_Activity:_
Give back all of the data exactly as it appears here.
= = =
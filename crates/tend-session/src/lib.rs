//! # tend-session
//!
//! Session lifecycle for the Tend terminal core.
//!
//! This crate provides:
//! - [`SessionRegistry`], the authoritative list of sessions and the
//!   one-active-per-page rule
//! - [`SessionView`], the per-session controller binding an emulator to the
//!   transport
//! - [`PageTerminals`], the per-page tab orchestration
//! - Routing of host data to views, including untagged legacy output
//! - [`Workspace`], the facade a UI process drives
//!
//! ## Architecture
//!
//! This is Layer 2 in the architecture - it depends on tend-core,
//! tend-transport and tend-emulator.

#![warn(missing_docs)]
#![warn(clippy::all)]

pub mod orchestrator;
pub mod registry;
pub mod resize;
pub mod routing;
pub mod view;
pub mod workspace;

// Re-export commonly used types
pub use orchestrator::PageTerminals;
pub use registry::SessionRegistry;
pub use resize::{ResizeObserver, ResizeSubscription};
pub use routing::{route_data, Route};
pub use view::{CloseReason, SessionView, ViewState};
pub use workspace::{EmulatorFactory, Workspace};
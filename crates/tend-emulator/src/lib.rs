//! # tend-emulator
//!
//! The seam between a session view and the terminal emulator it drives.
//!
//! This crate provides:
//! - The [`Emulator`] trait a view controller mounts, writes to, resizes,
//!   focuses and disposes
//! - [`VtScreen`], a headless line-oriented screen backed by the VTE parser,
//!   used by the console frontend and in tests
//!
//! Full cursor addressing and rendering belong to the embedding UI's emulator.
//!
//! ## Architecture
//!
//! This is Layer 1 in the architecture - it depends only on tend-core.

#![warn(missing_docs)]
#![warn(clippy::all)]

pub mod emulator;
pub mod screen;

// Re-export commonly used types
pub use emulator::Emulator;
pub use screen::VtScreen;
= = =
_Response area:_
filename crates/tend-session/src/lib.rs
//! # tend-session
//!
//! Session lifecycle for the Tend terminal core.
//!
//! This crate provides:
//! - [`SessionRegistry`], the authoritative list of sessions and the
//!   one-active-per-page rule
//! - [`SessionView`], the per-session controller binding an emulator to the
//!   transport
//! - [`PageTerminals`], the per-page tab orchestration
//! - Routing of host data to views, including untagged legacy output
//! - [`Workspace`], the facade a UI process drives
//!
//! ## Architecture
//!
//! This is Layer 2 in the architecture - it depends on tend-core,
//! tend-transport and tend-emulator.

#![warn(missing_docs)]
#![warn(clippy::all)]

pub mod orchestrator;
pub mod registry;
pub mod resize;
pub mod routing;
pub mod view;
pub mod workspace;

// Re-export commonly used types
pub use orchestrator::PageTerminals;
pub use registry::SessionRegistry;
pub use resize::{ResizeObserver, ResizeSubscription};
pub use routing::{route_data, Route};
pub use view::{CloseReason, SessionView, ViewState};
pub use workspace::{EmulatorFactory, Workspace};
filename crates/tend-emulator/src/lib.rs
//! # tend-emulator
//!
//! The seam between a session view and the terminal emulator it drives.
//!
//! This crate provides:
//! - The [`Emulator`] trait a view controller mounts, writes to, resizes,
//!   focuses and disposes
//! - [`VtScreen`], a headless line-oriented screen backed by the VTE parser,
//!   used by the console frontend and in tests
//!
//! Full cursor addressing and rendering belong to the embedding UI's emulator.
//!
//! ## Architecture
//!
//! This is Layer 1 in the architecture - it depends only on tend-core.

#![warn(missing_docs)]
#![warn(clippy::all)]

pub mod emulator;
pub mod screen;

// Re-export commonly used types
pub use emulator::Emulator;
pub use screen::VtScreen;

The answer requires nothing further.